While current industry-wide data is scarce, according to Publisher’s Weekly, a 2012 report from the Association of American Publishers estimated that “U.S. publishers across all categories lose $80 million to $100 million annually to piracy.” An earlier article from 2010 on The Millions, Confessions of a Book Pirate, pointed to a study by Attributor estimating the cost of book piracy as much higher: nearly $3 billion, or over 10% of revenue.

Whatever the losses, they certainly matter. And book piracy trends seem to vary geographically, based on cultural norms and values, as well as people’s ability to acquire certain books where they live. While book and ebook piracy may be modest in the UK, according to the UK Guardian, the Guardian implies that piracy is worse this side of the Atlantic. And this New York Times article reveals Google Play’s growing role as a new avenue for book pirates.

Unfortunately, garnering significant media attention–as happened with my client–can also make a book more vulnerable to book piracy.

One may wonder who these people are who scan a book, re-edit it and then offer it for free downloads, when it harms authors and eats into their book sales–and is actually a somewhat time consuming process! But rather than ponder the inscrutable (and you can read The Millions post above for some hunches, as well as this post on an investigation into book piracy from Melville House books) I’d like to explore what you can do about book piracy. For, in fact, there are some very specific things you can do to protect yourself–and you can even find  a way for piracy to benefit you!
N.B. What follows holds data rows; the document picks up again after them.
// crates/scl-ied-xml/src/parser.rs

use crate::error::SclXmlError;
use alloc::string::{String, ToString};
use alloc::vec::Vec;
use log::{info, trace, warn};
use quick_xml::Reader;
use quick_xml::escape::resolve_predefined_entity;
use quick_xml::events::{BytesRef, BytesStart, Event};
use scl_ied::{Document, ElementId};

const ROOT_TAG: &str = "SCL";

/// An element whose end tag has not been read yet.
struct OpenElement {
    id: ElementId,
    tag: String,
    /// Text collected across split text, CDATA and entity events.
    text: String,
}

/// Parses an SCL (Substation Configuration Language) string slice into a
/// [`Document`].
///
/// Element tags are stored by their local name. Attribute keys keep their
/// qualified name, so `xsi:type` and `type` stay distinct.
///
/// # Errors
/// Returns an `SclXmlError` if the XML is malformed, the root element is not
/// `SCL`, or the input ends inside an element.
pub fn load_scl_from_str(xml_content: &str) -> Result<Document, SclXmlError> {
    let mut reader = Reader::from_str(xml_content);
    let mut doc: Option<Document> = None;
    let mut stack: Vec<OpenElement> = Vec::new();

    loop {
        match reader.read_event()? {
            Event::Start(e) => {
                let open = open_element(&mut doc, &stack, &e, &reader)?;
                stack.push(open);
            }
            Event::Empty(e) => {
                let open = open_element(&mut doc, &stack, &e, &reader)?;
                close_element(&mut doc, open)?;
            }
            Event::End(_) => {
                // quick-xml already rejects mismatched end tags.
                if let Some(open) = stack.pop() {
                    close_element(&mut doc, open)?;
                }
            }
            Event::Text(e) => {
                if let Some(open) = stack.last_mut() {
                    let text = e.decode().map_err(quick_xml::Error::from)?;
                    open.text.push_str(&text);
                }
            }
            Event::CData(e) => {
                if let Some(open) = stack.last_mut() {
                    let text = e.decode().map_err(quick_xml::Error::from)?;
                    open.text.push_str(&text);
                }
            }
            Event::GeneralRef(e) => {
                if let Some(open) = stack.last_mut() {
                    push_reference(&mut open.text, &e)?;
                }
            }
            Event::Eof => break,
            // Declarations, comments, processing instructions and DOCTYPE carry no model data.
            _ => (),
        }
    }

    if let Some(open) = stack.last() {
        return Err(SclXmlError::UnexpectedEof(open.tag.clone()));
    }
    let doc = doc.ok_or(SclXmlError::EmptyDocument)?;
    info!("[XML] Loaded SCL document with {} elements", doc.len());
    Ok(doc)
}

/// Creates the element for a start (or empty) tag and links it below the
/// innermost open element.
fn open_element(
    doc: &mut Option<Document>,
    stack: &[OpenElement],
    e: &BytesStart<'_>,
    reader: &Reader<&[u8]>,
) -> Result<OpenElement, SclXmlError> {
    let local = e.local_name();
    let tag = core::str::from_utf8(local.as_ref())?;

    let id = match doc.as_mut() {
        None => {
            if tag != ROOT_TAG {
                return Err(SclXmlError::NotScl(tag.to_string()));
            }
            doc.insert(Document::new(ROOT_TAG)).root()
        }
        Some(document) => {
            let parent = stack
                .last()
                .ok_or_else(|| SclXmlError::MultipleRoots(tag.to_string()))?;
            let id = document.create_element(tag);
            document.append_child(parent.id, id)?;
            id
        }
    };
    let document = doc.as_mut().ok_or(SclXmlError::EmptyDocument)?;

    for attr in e.attributes() {
        let attr = attr?;
        let key = core::str::from_utf8(attr.key.as_ref())?;
        let value = attr.decode_and_unescape_value(reader.decoder())?;
        document.set_attribute(id, key, &value)?;
    }
    trace!("[XML] <{}> as {}", tag, id);

    Ok(OpenElement {
        id,
        tag: tag.to_string(),
        text: String::new(),
    })
}

/// Stores the collected text of an element; whitespace-only text is dropped.
fn close_element(doc: &mut Option<Document>, open: OpenElement) -> Result<(), SclXmlError> {
    let text = open.text.trim();
    if text.is_empty() {
        return Ok(());
    }
    if let Some(document) = doc.as_mut() {
        document.set_text(open.id, text)?;
    }
    Ok(())
}

/// Appends the replacement text of an entity or character reference.
fn push_reference(text: &mut String, e: &BytesRef<'_>) -> Result<(), SclXmlError> {
    if let Some(ch) = e.resolve_char_ref()? {
        text.push(ch);
        return Ok(());
    }
    let name = e.decode().map_err(quick_xml::Error::from)?;
    match resolve_predefined_entity(&name) {
        Some(replacement) => {
            text.push_str(replacement);
            Ok(())
        }
        None => {
            warn!("[XML] Unknown entity '&{};'", name);
            Err(SclXmlError::UnknownEntity(name.to_string()))
        }
    }
}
The main thing you can do to combat book piracy is to focus on sales of physical books. Click To Tweet
  1. Public Speaking: Speak at conferences and corporations where your book will be sold in the on site “bookstore” or book sales can be included in your speaking fees / contract. Also arrange for an author book signing as part of the event, if you can. People are more apt to buy your book when they’ve connected with you and they’re turned on by the ideas you’ve shared. Without being salesy, do let them know that they can go deeper with the book, mention additional information or benefits they’ll find in the book: “We only have time for one brief exercise, but you’ll find more great ways to improve your energy in Chapters 8 and 9 in Wag Your Tail and Other Energy Tips from My Dog.”
  2. Workshops, Webinars and Teleseminars: Include the cost of the book in the fees for your online and in-person classes. Make the book part of the syllabus.
  3. Organizations, Associations, Websites and Groups of People: It’s ideal to reach people in person, where they are likely to want a physical copy of the book. However, you can also partner with relevant organizations to post the book  on their website or in their newsletter with a link to buy. When there is an actual link to buy, you are at least making it easy to buy on Amazon or the publisher’s website vs. seeking out a pirated version.
  4. Price Your Download Version Competitively. Of course, if your book is traditionally published, your publisher calls the shots. However, perhaps a competitive price of the ebook is something your agent can negotiate. In addition, if you self publish, you may want to a) start with a free download of the ebook (this helps boost Amazon sales even once you raise the price) b) move to a very competitively priced book so that it’s not worth the hassle, guilt or potential legal risk of pirating (yes, this may sound naive, but if you read the article from the Millions, you’ll find that the book pirate interviewed felt that a low price (below $10 for a new, popular book) would likely curb his pirating efforts).
  5. Develop a Relationship with Your Readers. When pirates tell themselves they are just cheating a faceless corporation (the publisher) and that authors don’t get paid much by the publisher anyway (what’s a dollar?), it’s easier for them to pirate. When someone has a relationship with you, it’s much harder for them to rationalize this behavior. If you create a loyal community–write useful blog posts, respond to their questions on your blog, offer free, helpful tip lists, offer free live webinars where you deliver powerful information and transformative experiences, answer their emails, and find other ways to be of service, they are much more likely to feel great about spending money on your book. So great–compared to the potential guilt–that it outweighs any leanings toward hyper-frugality.
  6. Report the book pirate to the copyright officer if this site is not a pirating site. This wikihow article tells you how to combat book piracy on a legitimate site (i.e. a site that is not purposely flouting the law).
  7. I also came across a 2014 Publisher’s Weekly article that offered several technical solutions to the problem of book piracy, though as technology continues to change, some of these options may have become obsolete, while others are still valid.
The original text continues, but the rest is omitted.